- [Provided records]:

============================================================

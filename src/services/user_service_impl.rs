use anyhow::Context;
use std::sync::Arc;
use tokio::task;
use tracing::info;

use crate::config::SecurityConfig;
use crate::db::UserRepository;
use crate::db::repositories::user::{hash_password, verify_password};
use crate::domain::{Role, UserId};
use crate::models::User;
use crate::services::user_service::{UserError, UserService};

pub struct DefaultUserService {
    users: Arc<dyn UserRepository>,
    security: SecurityConfig,
}

impl DefaultUserService {
    #[must_use]
    pub fn new(users: Arc<dyn UserRepository>, security: SecurityConfig) -> Self {
        Self { users, security }
    }

    // Argon2 is CPU-bound; keep it off the async workers.
    async fn hash(&self, password: &str) -> Result<String, UserError> {
        let password = password.to_string();
        let config = self.security.clone();
        let hash = task::spawn_blocking(move || hash_password(&password, Some(&config)))
            .await
            .context("Password hashing task panicked")??;
        Ok(hash)
    }

    async fn create(&self, username: &str, password: &str, role: Role) -> Result<User, UserError> {
        let password_hash = self.hash(password).await?;
        self.users
            .create(username, &password_hash, role)
            .await?
            .ok_or(UserError::AlreadyExists)
    }
}

#[async_trait::async_trait]
impl UserService for DefaultUserService {
    async fn login(&self, username: &str, password: &str) -> Result<User, UserError> {
        let Some((user, password_hash)) =
            self.users.get_by_username_with_password(username).await?
        else {
            return Err(UserError::BadCredentials);
        };

        let password = password.to_string();
        let is_valid = task::spawn_blocking(move || verify_password(&password, &password_hash))
            .await
            .context("Password verification task panicked")??;

        if !is_valid {
            return Err(UserError::BadCredentials);
        }

        Ok(user)
    }

    async fn register(&self, username: &str, password: &str) -> Result<User, UserError> {
        if self
            .users
            .get_by_username_with_password(username)
            .await?
            .is_some()
        {
            return Err(UserError::AlreadyExists);
        }

        // A concurrent registration can still win the insert; `create` maps
        // the unique violation to `AlreadyExists`.
        let user = self.create(username, password, Role::Default).await?;
        info!(user_id = %user.id, username = %user.username, "User registered");
        Ok(user)
    }

    async fn get_user_role(&self, user_id: UserId) -> Result<Role, UserError> {
        self.users
            .get_by_id(user_id)
            .await?
            .map(|user| user.role)
            .ok_or(UserError::NoUser)
    }

    async fn bootstrap_admin(&self, username: &str, password: &str) -> Result<User, UserError> {
        if let Some((mut user, _)) = self.users.get_by_username_with_password(username).await? {
            if !user.role.is_admin() {
                self.users.set_role(user.id, Role::Admin).await?;
                user.role = Role::Admin;
                info!(user_id = %user.id, username = %user.username, "User promoted to admin");
            }
            return Ok(user);
        }

        let user = self.create(username, password, Role::Admin).await?;
        info!(user_id = %user.id, username = %user.username, "Admin user created");
        Ok(user)
    }
}
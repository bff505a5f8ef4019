use axum::{
    Json,
    extract::rejection::{JsonRejection, QueryRejection},
    http::StatusCode,
    response::{IntoResponse, Response},
};
use std::fmt;

use super::ApiResponse;

#[derive(Debug)]
pub enum ApiError {
    NotFound(String),

    /// Malformed input, or a write that references a missing entity.
    BadRequest(String),

    /// Field-level validation failures and semantic conflicts.
    ValidationError(String),

    Unauthorized(String),

    Forbidden(String),

    InternalError(String),
}

impl fmt::Display for ApiError {
    fn fmt(&self, f: &mut fmt::Formatter<'_>) -> fmt::Result {
        match self {
            Self::NotFound(msg) => write!(f, "Not found: {msg}"),
            Self::BadRequest(msg) => write!(f, "Bad request: {msg}"),
            Self::ValidationError(msg) => write!(f, "Validation error: {msg}"),
            Self::Unauthorized(msg) => write!(f, "Unauthorized: {msg}"),
            Self::Forbidden(msg) => write!(f, "Forbidden: {msg}"),
            Self::InternalError(msg) => write!(f, "Internal error: {msg}"),
        }
    }
}

impl std::error::Error for ApiError {}

impl IntoResponse for ApiError {
    fn into_response(self) -> Response {
        let (status, error_message) = match &self {
            Self::NotFound(msg) => (StatusCode::NOT_FOUND, msg.clone()),
            Self::BadRequest(msg) => (StatusCode::BAD_REQUEST, msg.clone()),
            Self::ValidationError(msg) => (StatusCode::UNPROCESSABLE_ENTITY, msg.clone()),
            Self::Unauthorized(msg) => (StatusCode::UNAUTHORIZED, msg.clone()),
            Self::Forbidden(msg) => (StatusCode::FORBIDDEN, msg.clone()),
            Self::InternalError(msg) => {
                tracing::error!("Internal error: {}", msg);
                (
                    StatusCode::INTERNAL_SERVER_ERROR,
                    "An internal error occurred".to_string(),
                )
            }
        };

        let body = ApiResponse::<()>::error(error_message);
        (status, Json(body)).into_response()
    }
}

impl From<anyhow::Error> for ApiError {
    fn from(err: anyhow::Error) -> Self {
        Self::InternalError(format!("{err:#}"))
    }
}

impl From<JsonRejection> for ApiError {
    fn from(rejection: JsonRejection) -> Self {
        Self::BadRequest(rejection.body_text())
    }
}

impl From<QueryRejection> for ApiError {
    fn from(rejection: QueryRejection) -> Self {
        Self::BadRequest(rejection.body_text())
    }
}

impl ApiError {
    pub fn validation(msg: impl Into<String>) -> Self {
        Self::ValidationError(msg.into())
    }

    pub fn bad_request(msg: impl Into<String>) -> Self {
        Self::BadRequest(msg.into())
    }

    pub fn unauthorized(msg: impl Into<String>) -> Self {
        Self::Unauthorized(msg.into())
    }

    pub fn internal(msg: impl Into<String>) -> Self {
        Self::InternalError(msg.into())
    }
}

#[cfg(test)]
mod tests {
    use super::*;
    use http_body_util::BodyExt;

    async fn render(err: ApiError) -> (StatusCode, serde_json::Value) {
        let response = err.into_response();
        let status = response.status();
        let body = response.into_body().collect().await.unwrap().to_bytes();
        (status, serde_json::from_slice(&body).unwrap())
    }

    #[tokio::test]
    async fn test_status_mapping() {
        assert_eq!(
            render(ApiError::bad_request("bad add data")).await.0,
            StatusCode::BAD_REQUEST
        );
        assert_eq!(
            render(ApiError::validation("name is required")).await.0,
            StatusCode::UNPROCESSABLE_ENTITY
        );
        assert_eq!(
            render(ApiError::Forbidden("no".into())).await.0,
            StatusCode::FORBIDDEN
        );
        assert_eq!(
            render(ApiError::unauthorized("no session")).await.0,
            StatusCode::UNAUTHORIZED
        );
    }

    #[tokio::test]
    async fn test_error_body_has_error_key() {
        let (_, body) = render(ApiError::NotFound("film not found".into())).await;
        assert_eq!(body["success"], false);
        assert_eq!(body["error"], "film not found");
        assert!(body.get("data").is_none());
    }

    #[tokio::test]
    async fn test_internal_errors_are_vague() {
        let (status, body) = render(ApiError::internal("connection refused at 10.0.0.3")).await;
        assert_eq!(status, StatusCode::INTERNAL_SERVER_ERROR);
        assert_eq!(body["error"], "An internal error occurred");
    }
}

============================================================

- [Assignment]:
Copy out the range of lines above starting at the line with "self.users.set_role(user.id, Role::Admin).await?;" and ending at the line with "impl fmt::Display for", exactly and including both.

- [Finished task]:
                self.users.set_role(user.id, Role::Admin).await?;
                user.role = Role::Admin;
                info!(user_id = %user.id, username = %user.username, "User promoted to admin");
            }
            return Ok(user);
        }

        let user = self.create(username, password, Role::Admin).await?;
        info!(user_id = %user.id, username = %user.username, "Admin user created");
        Ok(user)
    }
}
repository bff505a5f8ef4019
use axum::{
    Json,
    extract::rejection::{JsonRejection, QueryRejection},
    http::StatusCode,
    response::{IntoResponse, Response},
};
use std::fmt;

use super::ApiResponse;

#[derive(Debug)]
pub enum ApiError {
    NotFound(String),

    /// Malformed input, or a write that references a missing entity.
    BadRequest(String),

    /// Field-level validation failures and semantic conflicts.
    ValidationError(String),

    Unauthorized(String),

    Forbidden(String),

    InternalError(String),
}

impl fmt::Display for ApiError {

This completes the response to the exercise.